Siggy grabbed his arm back. “Yar. Yourself?”
Oz laughed. “Scared shitless. But we gotta do this. If we don’t, there won’t be nobody else.”
They waited and waited for the steel raptors to be punctured by grenade-lances, but the GGUW was clearly losing the war for the skies. The strength Siggy was drawing from the rest of his compatriots was flagging.
Then, all five of the gunships hovering above the square exploded one after the other in a hailstorm of metal. Warfighter planes screamed through the square and split formation to target ground installations in the upper bands. Rockets and tracer rounds lit up the sky over the Kaihonjin part of Éstfýr.
“We’re clear! We’re clear! Let’s go compatriots!” Oz shouted, waving with the arm not clutching his radio.
Siggy expected to have to push through a crowd, but it was more like the crowd was pulling him with it as it poured through gaps in the steel barricades and charged the front doors of the Kintoki supply center. Fighting vehicles out front burned with plumes of raging black smoke and those Kintoki soldiers that survived the initial fight were being finished off.
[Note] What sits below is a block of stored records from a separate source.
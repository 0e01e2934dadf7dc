#![allow(clippy::unwrap_used, clippy::expect_used)]

use async_trait::async_trait;
use baton_core::{BatonError, BatonResult, RetryPolicy};
use baton_governor::{ConnectionGovernor, EndpointConfig, ToolEndpoint, ToolRequest};
use parking_lot::Mutex;
use std::sync::atomic::{AtomicUsize, Ordering};
use std::sync::Arc;
use std::time::Duration;
use tokio::sync::Barrier;

// ---------------------------------------------------------------------------
// 1. 200 concurrent callers against max-concurrency 10 / queue depth 50
// ---------------------------------------------------------------------------

#[tokio::test(flavor = "multi_thread", worker_threads = 8)]
async fn test_saturation_is_bounded_and_excess_is_throttled() {
    let governor = Arc::new(
        ConnectionGovernor::new([EndpointConfig::new("reviewer")
            .with_limits(10, 50)
            .with_rate(0, Duration::from_secs(1))])
        .unwrap(),
    );
    let live = Arc::new(AtomicUsize::new(0));
    let max_live = Arc::new(AtomicUsize::new(0));
    let barrier = Arc::new(Barrier::new(200));

    let mut handles = Vec::new();
    for _ in 0..200 {
        let governor = governor.clone();
        let live = live.clone();
        let max_live = max_live.clone();
        let barrier = barrier.clone();
        handles.push(tokio::spawn(async move {
            barrier.wait().await;
            governor
                .call("reviewer", Duration::from_secs(30), || async {
                    let now = live.fetch_add(1, Ordering::SeqCst) + 1;
                    max_live.fetch_max(now, Ordering::SeqCst);
                    tokio::time::sleep(Duration::from_millis(300)).await;
                    live.fetch_sub(1, Ordering::SeqCst);
                    Ok::<_, BatonError>(())
                })
                .await
        }));
    }

    let mut ok = 0;
    let mut throttled = 0;
    for handle in handles {
        match handle.await.unwrap() {
            Ok(()) => ok += 1,
            Err(BatonError::Throttled { .. }) => throttled += 1,
            Err(other) => panic!("unexpected error {other}"),
        }
    }

    let stats = governor.endpoint_stats("reviewer").unwrap();
    assert_eq!(ok + throttled, 200);
    assert!(max_live.load(Ordering::SeqCst) <= 10);
    assert!(stats.peak_in_flight <= 10);
    assert!(stats.peak_queued <= 50);
    assert!(ok >= 60, "ok = {ok}");
    assert!(throttled >= 100, "throttled = {throttled}");
    assert_eq!(stats.throttled, throttled as u64);
    assert_eq!(stats.in_flight, 0);
    assert_eq!(stats.queued, 0);
}

// ---------------------------------------------------------------------------
// 2. Queued callers are admitted in arrival order
// ---------------------------------------------------------------------------

#[tokio::test(flavor = "multi_thread", worker_threads = 4)]
async fn test_queued_callers_are_admitted_fifo() {
    let governor = Arc::new(
        ConnectionGovernor::new([EndpointConfig::new("planner")
            .with_limits(1, 10)
            .with_rate(0, Duration::from_secs(1))])
        .unwrap(),
    );
    let order = Arc::new(Mutex::new(Vec::new()));
    let held = governor
        .acquire("planner", Duration::from_secs(5))
        .await
        .unwrap();

    let mut handles = Vec::new();
    for i in 0..5 {
        let governor = governor.clone();
        let order = order.clone();
        handles.push(tokio::spawn(async move {
            let permit = governor
                .acquire("planner", Duration::from_secs(10))
                .await
                .unwrap();
            order.lock().push(i);
            tokio::time::sleep(Duration::from_millis(5)).await;
            permit.succeed();
        }));
        // Let each caller reach the queue before the next one arrives.
        tokio::time::sleep(Duration::from_millis(40)).await;
    }

    assert_eq!(governor.endpoint_stats("planner").unwrap().queued, 5);
    drop(held);
    for handle in handles {
        handle.await.unwrap();
    }
    assert_eq!(*order.lock(), vec![0, 1, 2, 3, 4]);
}

// ---------------------------------------------------------------------------
// 3. Retried invocation through a registered tool
// ---------------------------------------------------------------------------

struct FlakyTool {
    calls: AtomicUsize,
    fail_first: usize,
}

#[async_trait]
impl ToolEndpoint for FlakyTool {
    async fn invoke(&self, request: &ToolRequest) -> BatonResult<serde_json::Value> {
        let n = self.calls.fetch_add(1, Ordering::SeqCst);
        if n < self.fail_first {
            Err(BatonError::Http("503 Service Unavailable".into()))
        } else {
            Ok(serde_json::json!({"echo": request.payload.clone()}))
        }
    }
}

#[tokio::test]
async fn test_invoke_with_retry_recovers_and_tracks_health() {
    let governor = ConnectionGovernor::new([EndpointConfig::new("search")
        .with_limits(2, 2)
        .with_health_alpha(0.5)])
    .unwrap();
    let tool = Arc::new(FlakyTool {
        calls: AtomicUsize::new(0),
        fail_first: 2,
    });
    governor.register_tool("search", tool.clone()).unwrap();

    let policy = RetryPolicy {
        max_attempts: 4,
        backoff_base_ms: 1,
        backoff_max_ms: 5,
        jitter: 0.0,
    };
    let request = ToolRequest::new("search", "query", serde_json::json!("rust"));
    let out = governor
        .invoke_with_retry(&request, Duration::from_secs(2), &policy)
        .await
        .unwrap();
    assert_eq!(out["echo"], "rust");
    assert_eq!(tool.calls.load(Ordering::SeqCst), 3);

    let stats = governor.endpoint_stats("search").unwrap();
    assert_eq!((stats.successes, stats.failures), (1, 2));
    assert!((stats.health - 0.625).abs() < 1e-9);
}

#[tokio::test]
async fn test_invoke_without_registered_tool_fails() {
    let governor = ConnectionGovernor::new([EndpointConfig::new("search")]).unwrap();
    let err = governor
        .invoke(
            &ToolRequest::new("search", "query", serde_json::Value::Null),
            Duration::from_secs(1),
        )
        .await
        .unwrap_err();
    assert!(matches!(err, BatonError::UnknownEndpoint(_)));
    assert!(governor
        .register_tool("missing", Arc::new(FlakyTool {
            calls: AtomicUsize::new(0),
            fail_first: 0,
        }))
        .is_err());
}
Across the street, Siggy could see where the destroyed gunships had smashed into tenements. The frenzied crowd was not only angry workers, but their families. He saw parents trying to shepherd children out of the pandemonium. Others lay crushed and mangled under debris.
This was the moment. Æfrians were taking back what was theirs. Scenes of seizing the sites of conglomerate oppression he had dreamed of were playing out in front of him. And he wanted to join them. He desperately wanted to join them. But Siggy looked again at the tenements shorn open by propeller blades and made another choice. Breaking from his squadron, he sprinted to where the gunships had crashed.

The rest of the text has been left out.